The manager’s responses after each announcement have been somewhat different, although each had a common undertone that focused on his core principles: adopting a valuation-driven and fundamental approach. In the case of AstraZeneca, the drug trial failure was already one of the scenarios he considered, and after discounting for value loss, he still perceived the stock as offering good value. The case of Provident Financial was somewhat different, as it was unexpected. Woodford reassessed his firm’s fundamental work on the stock, concluding that the stock still trades at very attractive valuation given its great potential.
Investors Start to Lose Faith
Some investors have been quick in their reaction, starting to question the fund manager because of this challenging period. However, they need to be wary not to fall into the trap of their own behavioural biases. The “hot hand fallacy” refers to the bias causing people to misinterpret random sequences. Originally termed by researchers at Stanford University in 1985, the “hot hand” refers to the belief that some basketball players experience momentum, causing them to have a greater chance of making successive shots after a successful shot. Empirical results proved otherwise, showing that probability within successive shots are uncorrelated.

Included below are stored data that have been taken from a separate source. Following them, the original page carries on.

#![cfg_attr(not(test), no_std)]
#![warn(missing_docs)]
#![doc = "A `no_std` library for discretized panorama views."]
#![doc = ""]
#![doc = "This crate maps continuous camera orientations onto the 36 discrete views of a"]
#![doc = "panorama viewpoint (12 headings × 3 elevation tiers) and defines the agent state"]
#![doc = "and action vocabulary shared by the planner and the simulator."]

extern crate alloc;

use core::f64::consts::PI;
use core::fmt;
use libm::round;

#[cfg(feature = "serde")]
use serde::{Deserialize, Serialize};

pub mod action;
pub mod error;
pub mod state;

pub use action::{ActionCommand, ActionRecord, Command};
pub use error::ViewError;
pub use state::{AgentState, NavigableLocation, Position};

/// Number of discrete headings around a viewpoint.
pub const HEADING_COUNT: u8 = 12;

/// Number of discrete views at a viewpoint.
pub const VIEW_COUNT: u8 = 36;

/// Angular width of one heading bucket (30°).
pub const HEADING_INCREMENT: f64 = PI * 2.0 / HEADING_COUNT as f64;

/// Angular height of one elevation tier (30°).
pub const ELEVATION_INCREMENT: f64 = PI / 6.0;

/// Vertical band of the camera, from looking down to looking up.
#[cfg_attr(feature = "serde", derive(Serialize, Deserialize))]
#[derive(Debug, Clone, Copy, PartialEq, Eq, PartialOrd, Ord, Hash)]
pub enum ElevationTier {
    /// Camera pitched down by one increment.
    Low = 0,
    /// Camera level with the horizon.
    Level = 1,
    /// Camera pitched up by one increment.
    High = 2,
}

impl ElevationTier {
    /// Returns the tier with the given index (0, 1 or 2), if any.
    pub const fn from_index(index: u8) -> Option<Self> {
        match index {
            0 => Some(ElevationTier::Low),
            1 => Some(ElevationTier::Level),
            2 => Some(ElevationTier::High),
            _ => None,
        }
    }

    /// Returns the tier index, `0` for [`ElevationTier::Low`] up to `2` for [`ElevationTier::High`].
    pub const fn index(self) -> u8 {
        self as u8
    }

    /// Classifies a continuous elevation (rad) into a tier.
    ///
    /// Elevations exactly at `±ELEVATION_INCREMENT / 2` belong to the level tier.
    pub fn from_elevation(elevation: f64) -> Self {
        if elevation < -ELEVATION_INCREMENT / 2.0 {
            ElevationTier::Low
        } else if elevation > ELEVATION_INCREMENT / 2.0 {
            ElevationTier::High
        } else {
            ElevationTier::Level
        }
    }

    /// The elevation (rad) at the center of this tier.
    pub fn elevation(self) -> f64 {
        (self.index() as f64 - 1.0) * ELEVATION_INCREMENT
    }
}

/// One of the 36 discrete views at a viewpoint.
///
/// Encoded as `tier * 12 + heading_bucket`, so indices `0..12` look down,
/// `12..24` look level and `24..36` look up.
#[cfg_attr(feature = "serde", derive(Serialize, Deserialize))]
#[cfg_attr(feature = "serde", serde(try_from = "u8", into = "u8"))]
#[derive(Debug, Clone, Copy, PartialEq, Eq, PartialOrd, Ord, Hash, Default)]
pub struct ViewIndex(u8);

impl ViewIndex {
    /// Construct a view index, checking that it lies in `[0, 36)`.
    ///
    /// # Errors
    ///
    /// Returns `Err(ViewError::InvalidViewIndex)` for indices of 36 and above.
    pub const fn new(index: u8) -> Result<Self, ViewError> {
        if index >= VIEW_COUNT {
            return Err(ViewError::InvalidViewIndex(index as u32));
        }
        Ok(ViewIndex(index))
    }

    /// Construct a view index from its heading bucket and elevation tier.
    ///
    /// `heading_bucket` is taken modulo 12.
    pub const fn from_parts(heading_bucket: u8, tier: ElevationTier) -> Self {
        ViewIndex(tier.index() * HEADING_COUNT + heading_bucket % HEADING_COUNT)
    }

    /// The raw index in `[0, 36)`.
    pub const fn get(self) -> u8 {
        self.0
    }

    /// The heading bucket in `[0, 12)`.
    pub const fn heading_bucket(self) -> u8 {
        self.0 % HEADING_COUNT
    }

    /// The elevation tier of this view.
    pub const fn tier(self) -> ElevationTier {
        match self.0 / HEADING_COUNT {
            0 => ElevationTier::Low,
            1 => ElevationTier::Level,
            _ => ElevationTier::High,
        }
    }

    /// The heading (rad) at the center of this view, in `[0, 2π)`.
    pub fn heading(self) -> f64 {
        self.heading_bucket() as f64 * HEADING_INCREMENT
    }

    /// The elevation (rad) at the center of this view.
    pub fn elevation(self) -> f64 {
        self.tier().elevation()
    }
}

impl TryFrom<u8> for ViewIndex {
    type Error = ViewError;

    fn try_from(value: u8) -> Result<Self, Self::Error> {
        ViewIndex::new(value)
    }
}

impl From<ViewIndex> for u8 {
    fn from(view: ViewIndex) -> Self {
        view.0
    }
}

impl fmt::Display for ViewIndex {
    fn fmt(&self, f: &mut fmt::Formatter<'_>) -> fmt::Result {
        write!(f, "{}", self.0)
    }
}

/// Maps a continuous camera orientation onto its discrete view.
///
/// The heading bucket is `round(heading / 30°) mod 12`, rounding half away
/// from zero, so a heading of exactly 15° lands in bucket 1 and -15° in bucket
/// 11. The elevation tier splits at ±15°, with the boundaries themselves
/// belonging to the level tier.
///
/// # Arguments
///
/// * `heading`: Camera heading in radians, any range.
/// * `elevation`: Camera elevation in radians.
pub fn discretize(heading: f64, elevation: f64) -> ViewIndex {
    let step = round(heading / HEADING_INCREMENT) as i64;
    let bucket = step.rem_euclid(HEADING_COUNT as i64) as u8;
    ViewIndex::from_parts(bucket, ElevationTier::from_elevation(elevation))
}

/// Normalize a heading to be within `[0, 2π)`.
pub fn normalize_heading(angle: f64) -> f64 {
    let a = angle % (2.0 * PI);
    if a < 0.0 {
        // Tiny negative remainders round up to exactly 2π.
        let wrapped = a + 2.0 * PI;
        if wrapped >= 2.0 * PI { 0.0 } else { wrapped }
    } else {
        a
    }
}

/// Offset from the camera heading to a target's bearing, wrapped to `[-π, π)`.
///
/// Negative offsets put the target left of the view center and positive ones
/// to its right. A target directly behind the camera reports `-π`.
/// Offsets already inside the range come back bit-for-bit unchanged.
pub fn normalize_relative(offset: f64) -> f64 {
    let wrapped = offset % (2.0 * PI);
    if wrapped >= PI {
        wrapped - 2.0 * PI
    } else if wrapped < -PI {
        wrapped + 2.0 * PI
    } else {
        wrapped
    }
}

The fallacy applies in a similar way to investing – and luck inevitably plays a role. A fund manager’s recent streak of unsuccessful stock picks might lead investors to underestimate the manager’s capabilities and assume that the manager will be likely to prolong his recent weak performance. A disciplined investor will avoid making such biased decisions, following a succession of positive or negative events, and instead focus on skill.
Taking a Long Term View
Over the last 12 months performance of the Woodford Equity Income fund has been poor – mostly due to a few of his largest exposures. The fund is lagging its benchmark by 14.6%, but this is not the first time the manager has experienced similar levels of relative underperformance during his career.
During Woodford’s tenure at Invesco, the manager experienced similar negative periods in 2000 and 2009. In early 2000, two of his highest conviction stocks fell sharply – British American Tobacco (BATS) and International Power, by 52% and 21% respectively; and the fund lagged its benchmark by 17.5% over 12 months. Nonetheless, a disciplined investor would have been greatly rewarded by sticking with Woodford as over the following five years the fund earned annualised returns of 12.4% vs -1.7% of its benchmark.
Perspective, Perspective, Perspective
It is useful to remember that Warren Buffett has come under immense pressure at many times over his career including famously during the 1999 tech boom. We know it is practically impossible to outperform during every period, so we must maintain a framework that assesses skill versus luck and captures the tenacity of the manager in question. Skilled managers have good and bad luck, just like unskilled ones.
When undertaking this analysis, it is useful to remember how easily humans fall in the trap of focusing on recent events. Investors need to try to overcome such short-term bias and focus on the larger picture – keeping turnover to a minimum and affirming conviction through periods of both good and bad luck.